Once More With Feeling: 'Anonymized' Data Is Not Really Anonymous
from the nothing-to-see-here dept
As companies and governments increasingly hoover up our personal data, a common refrain to keep people from worrying is the claim that nothing can go wrong because the data itself is “anonymized” or stripped of personal detail. But time and time again, we’ve noted how this really is cold comfort; given it takes only a little effort to pretty quickly identify a person based on access to other data sets. Yet most companies (including cell phone companies that sell your location data) act as if “anonymizing” your data is iron-clad protection from having it identified. It’s simply not true.

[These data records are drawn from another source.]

//! Remote hosting of uploaded source images

use std::path::Path;
use std::time::Duration;

use async_trait::async_trait;
use serde::Deserialize;
use sha2::{Digest, Sha256};
use tracing::info;

use crate::config::AssetConfig;
use crate::error::{Error, Result};

/// Publishes a local file and returns a durable URL for it.
#[async_trait]
pub trait AssetStore: Send + Sync {
    async fn upload(&self, local_path: &Path) -> Result<String>;
}

/// Signed uploads to a Cloudinary-compatible image API.
pub struct CloudinaryStore {
    client: reqwest::Client,
    upload_url: String,
    api_key: String,
    api_secret: String,
}

#[derive(Deserialize)]
struct UploadResponse {
    secure_url: String,
}

impl CloudinaryStore {
    pub fn new(config: &AssetConfig, timeout: Duration) -> Result<Self> {
        let client = reqwest::Client::builder()
            .timeout(timeout)
            .build()
            .map_err(|e| Error::Upload(format!("failed to build HTTP client: {e}")))?;
        Ok(Self {
            client,
            upload_url: format!(
                "{}/v1_1/{}/image/upload",
                config.api_base.trim_end_matches('/'),
                config.cloud_name
            ),
            api_key: config.api_key.clone(),
            api_secret: config.api_secret.clone(),
        })
    }
}

/// Hex SHA-256 over the sorted signed parameters followed by the API secret.
pub fn sign_params(params: &[(&str, &str)], api_secret: &str) -> String {
    let mut sorted = params.to_vec();
    sorted.sort_by(|a, b| a.0.cmp(b.0));
    let joined = sorted
        .iter()
        .map(|(k, v)| format!("{k}={v}"))
        .collect::<Vec<_>>()
        .join("&");
    let mut hasher = Sha256::new();
    hasher.update(joined.as_bytes());
    hasher.update(api_secret.as_bytes());
    hex::encode(hasher.finalize())
}

#[async_trait]
impl AssetStore for CloudinaryStore {
    async fn upload(&self, local_path: &Path) -> Result<String> {
        let bytes = tokio::fs::read(local_path).await?;
        let file_name = local_path
            .file_name()
            .and_then(|n| n.to_str())
            .unwrap_or("upload")
            .to_string();

        let timestamp = time::OffsetDateTime::now_utc().unix_timestamp().to_string();
        let signature = sign_params(&[("timestamp", timestamp.as_str())], &self.api_secret);

        let form = reqwest::multipart::Form::new()
            .part("file", reqwest::multipart::Part::bytes(bytes).file_name(file_name))
            .text("api_key", self.api_key.clone())
            .text("timestamp", timestamp)
            .text("signature", signature)
            .text("signature_algorithm", "sha256");

        let response = self
            .client
            .post(&self.upload_url)
            .multipart(form)
            .send()
            .await
            .map_err(|e| Error::Upload(format!("request failed: {e}")))?;

        if !response.status().is_success() {
            let status = response.status();
            let body = response.text().await.unwrap_or_default();
            return Err(Error::Upload(format!("asset host returned {status}: {body}")));
        }

        let parsed: UploadResponse = response
            .json()
            .await
            .map_err(|e| Error::Upload(format!("unexpected upload response: {e}")))?;
        info!(path = %local_path.display(), url = %parsed.secure_url, "uploaded image");
        Ok(parsed.secure_url)
    }
}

The latest case in point: in new research published this week in the journal Nature Communications, data scientists from Imperial College London and UCLouvain found that it wasn’t particularly hard for companies (or, anybody else) to identify the person behind “anonymized” data using other data sets. More specifically, the researchers developed a machine learning model that was able to correctly re-identify 99.98% of Americans in any anonymised dataset using just 15 characteristics including age, gender and marital status:
“While there might be a lot of people who are in their thirties, male, and living in New York City, far fewer of them were also born on 5 January, are driving a red sports car, and live with two kids (both girls) and one dog,? explained study first author Dr Luc Rocher, from UCLouvain.”
And using fifteen datasets is actually pretty high for this sort of study. One investigation of “anonymized” user credit card data by MIT found that users could be correctly “de-anonymized” 90 percent of the time using just four relatively vague points of information. Another study looking at vehicle data found that 15 minutes? worth of data from just brake pedal use could lead them to choose the right driver, out of 15 options, 90% of the time.
The problem, of course, comes when multiple leaked data sets are released in the wild and can be cross referenced by attackers (state sponsored or otherwise), de-anonymized, then abused. The researchers in this new study were quick to proclaim how government and industry proclamations of “don’t worry, it’s anonymized!” are dangerous and inadequate:
“Companies and governments have downplayed the risk of re-identification by arguing that the datasets they sell are always incomplete,? said senior author Dr Yves-Alexandre de Montjoye, from Imperial?s Department of Computing, and Data Science Institute. “Our findings contradict this and demonstrate that an attacker could easily and accurately estimate the likelihood that the record they found belongs to the person they are looking for.”
It’s not clear how many studies like this we need before we stop using “anonymized” as some kind of magic word in privacy circles, but it’s apparently going to need to be a few dozen more.